Свои дети всегда исключительные. Все дети – исключительные. Если бы ещё родители, потакая массовому неисключительному в своих исключительных детях, не портили им карму…
– А гитара?
– А гитару оставим на следующий раз. И, возможно, я даже напишу песню.
– О нас?
– Пока не знаю. Тань, мне пора.
Я целую тётю Надю. Как это прекрасно, когда есть женщины, умеющие обнимать и целовать. Женщины, умеющие отогревать тебя, взрослую, циничную от всего наносного. От тех самых штанов, в которых не пускают в храмы. Пусть они будут, эти женщины, готовые принять нас одетыми неправильно и обнажить нашу истинную суть. Нежно. Ласково. И даже ворча. Не воспитывать, а принимать. И принимая – воспитывать. Пусть она будет в этом городе, тётя Надя. Женщина, помнящая, что я люблю картофельники. Мать моей лучшей школьной подруги.
Они вдвоём машут мне вслед с балкона. Танька чуть картинно курит. Тётя Надя демонстративно отмахивается от дыма Танькиной сигареты и украдкой промокает слезу. Я машу им и больше не оглядываюсь. Глубокая ночь. Я иду вниз, на Пушкинскую.
Ночь на пушкинской
Ночь густа, как в разгар лета, несмотря на октябрь. Я спускаюсь на Пушкинскую. Захожу в круглосуточную лавку-подвальчик, оснащённую в умат бухой, но до звёзд доброжелательной, раздолбаистой бабёнкой примерно моего возраста.
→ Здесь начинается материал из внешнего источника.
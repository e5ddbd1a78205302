//! Layered error definitions
//!
//! Categorized by source: config / signal / sync / numeric

use thiserror::Error;

/// Unified error type
#[derive(Debug, Error)]
pub enum ContractError {
    // ===== Configuration Errors =====
    /// Configuration parse error
    #[error("config parse error: {message}")]
    ConfigParse {
        message: String,
        #[source]
        source: Option<Box<dyn std::error::Error + Send + Sync>>,
    },

    /// Configuration validation error
    #[error("config validation error at '{field}': {message}")]
    ConfigValidation { field: String, message: String },

    // ===== Signal Errors =====
    /// Signal violates its construction invariants
    #[error("invalid signal: {message}")]
    InvalidSignal { message: String },

    /// Two signals that must share an index space differ in length
    #[error("signals are not the same length: reference={reference}, shifted={shifted}")]
    InvalidLength { reference: usize, shifted: usize },

    /// Two signals that must share a time base differ in sample rate
    #[error("signals do not share a sample rate: reference={reference} Hz, shifted={shifted} Hz")]
    RateMismatch { reference: f64, shifted: f64 },

    /// Source tag outside the recognised instrument set
    #[error("no recognised source was defined for this signal: '{tag}'")]
    SourceUndefined { tag: String },

    // ===== Sync Errors =====
    /// Time shift outside the range the observation window supports
    #[error("invalid time shift tau={tau}: {reason}")]
    InvalidShift { tau: f64, reason: String },

    /// Not enough usable samples to trust an alignment
    #[error("data quality error: {message} ({samples} usable samples, {required} required)")]
    DataQuality {
        message: String,
        samples: usize,
        required: usize,
    },

    // ===== Numeric Errors =====
    /// A numeric primitive cannot be applied to its inputs
    #[error("numeric error: {message}")]
    Numeric { message: String },

    // ===== General Errors =====
    /// IO error
    #[error("io error: {0}")]
    Io(#[from] std::io::Error),

    /// Other error
    #[error("{0}")]
    Other(String),
}

impl ContractError {
    /// Create configuration parse error
    pub fn config_parse(message: impl Into<String>) -> Self {
        Self::ConfigParse {
            message: message.into(),
            source: None,
        }
    }

    /// Create configuration validation error
    pub fn config_validation(field: impl Into<String>, message: impl Into<String>) -> Self {
        Self::ConfigValidation {
            field: field.into(),
            message: message.into(),
        }
    }

    /// Create invalid signal error
    pub fn invalid_signal(message: impl Into<String>) -> Self {
        Self::InvalidSignal {
            message: message.into(),
        }
    }

    /// Create invalid shift error
    pub fn invalid_shift(tau: f64, reason: impl Into<String>) -> Self {
        Self::InvalidShift {
            tau,
            reason: reason.into(),
        }
    }

    /// Create data quality error
    pub fn data_quality(message: impl Into<String>, samples: usize, required: usize) -> Self {
        Self::DataQuality {
            message: message.into(),
            samples,
            required,
        }
    }

    /// Create numeric error
    pub fn numeric(message: impl Into<String>) -> Self {
        Self::Numeric {
            message: message.into(),
        }
    }

    /// Short, stable label used for metrics and summaries
    pub fn kind(&self) -> &'static str {
        match self {
            Self::ConfigParse { .. } => "config_parse",
            Self::ConfigValidation { .. } => "config_validation",
            Self::InvalidSignal { .. } => "invalid_signal",
            Self::InvalidLength { .. } => "invalid_length",
            Self::RateMismatch { .. } => "rate_mismatch",
            Self::SourceUndefined { .. } => "source_undefined",
            Self::InvalidShift { .. } => "invalid_shift",
            Self::DataQuality { .. } => "data_quality",
            Self::Numeric { .. } => "numeric",
            Self::Io(_) => "io",
            Self::Other(_) => "other",
        }
    }
}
Она суха и морщиниста сверх всякой меры. И, скорее всего, не слишком счастлива в том, что у них принято называть «личной жизнью». Но и не слишком несчастна. Потому что вообще об этом не думает. Я покупаю у неё бутылку текилы. И желаю счастья. И она мне желает того же. Совершенно искренне. Текущее её состояние сознания неискренности не предполагает.
Я кидаю фуфырь с золотой кактусовой самогонкой на дно моей брендовой сумы. И медленно иду, бессмысленно улыбаясь, по ночной Пушкинской. Почти никого нет. Только огромные платаны. Выдержанные со вкусом платаны.
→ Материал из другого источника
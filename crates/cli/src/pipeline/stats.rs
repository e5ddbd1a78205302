//! Pipeline statistics.

use std::path::PathBuf;
use std::time::Duration;

use contracts::ContractError;
use observability::SyncRunAggregator;
use serde::Serialize;

use super::SyncReport;

/// Outcome of one run, as printed
#[derive(Debug, Clone, Serialize)]
pub struct RunRow {
    pub run_id: String,
    #[serde(skip_serializing_if = "Option::is_none")]
    pub tau: Option<f64>,
    #[serde(skip_serializing_if = "Option::is_none")]
    pub source: Option<&'static str>,
    pub overridden: bool,
    #[serde(skip_serializing_if = "Option::is_none")]
    pub report: Option<PathBuf>,
    #[serde(skip_serializing_if = "Option::is_none")]
    pub error: Option<String>,
}

/// Statistics from a batch of runs
#[derive(Debug, Clone, Default)]
pub struct PipelineStats {
    /// Wall time of the batch
    pub duration: Duration,

    /// One row per run, sorted by run id
    pub rows: Vec<RunRow>,

    /// Sync result aggregator
    pub aggregator: SyncRunAggregator,
}

impl PipelineStats {
    pub fn record_success(&mut self, report: &SyncReport, path: PathBuf) {
        self.aggregator.update(&report.result);
        self.rows.push(RunRow {
            run_id: report.run_id.clone(),
            tau: Some(report.result.tau),
            source: Some(report.result.source.as_str()),
            overridden: report.result.was_overridden(),
            report: Some(path),
            error: None,
        });
    }

    pub fn record_failure(&mut self, run_id: &str, err: &ContractError) {
        self.aggregator.record_failure(err);
        self.rows.push(RunRow {
            run_id: run_id.to_string(),
            tau: None,
            source: None,
            overridden: false,
            report: None,
            error: Some(err.to_string()),
        });
    }

    pub fn sort(&mut self) {
        self.rows.sort_by(|a, b| a.run_id.cmp(&b.run_id));
    }

    pub fn total(&self) -> u64 {
        self.rows.len() as u64
    }

    pub fn failed(&self) -> u64 {
        self.aggregator.failed()
    }

    /// Runs per second
    pub fn throughput(&self) -> f64 {
        if self.duration.as_secs_f64() > 0.0 {
            self.total() as f64 / self.duration.as_secs_f64()
        } else {
            0.0
        }
    }

    /// Print the per-run table and the aggregate summary
    pub fn print_summary(&self) {
        println!("\n{:<12} {:>10} {:<14} {}", "run", "tau (s)", "source", "status");
        println!("{}", "-".repeat(60));
        for row in &self.rows {
            match (&row.tau, &row.error) {
                (Some(tau), _) => println!(
                    "{:<12} {:>10.4} {:<14} {}",
                    row.run_id,
                    tau,
                    row.source.unwrap_or("-"),
                    if row.overridden { "ok (override)" } else { "ok" }
                ),
                (None, error) => println!(
                    "{:<12} {:>10} {:<14} failed: {}",
                    row.run_id,
                    "-",
                    "-",
                    error.as_deref().unwrap_or("unknown")
                ),
            }
        }

        println!(
            "\nDuration: {:.2}s ({:.2} runs/s)\n",
            self.duration.as_secs_f64(),
            self.throughput()
        );
        print!("{}", self.aggregator.summary());
        println!();
    }
}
– Последняя коллекция! – высокомерно объявила куда-то мимо меня продавщица бутика патетических лаптей. И с придыханием озвучила авторство.
«Продавец-консультант» – гордо гласил приколотый к груди девчушки бейдж.
Какую консультацию может дать мне, старому профессиональному охотнику за галошами, девчонка двадцати пяти лет? Это просто смешно! Особенно её пугливое высокомерие. Когда уже будут существовать лавки вообще без продавцов? С одним-единственным кассиром на пункте расставания покупателя с деньгами? Она бы ещё пить меня поучила, эта девчонка. Или с мужчинами общаться.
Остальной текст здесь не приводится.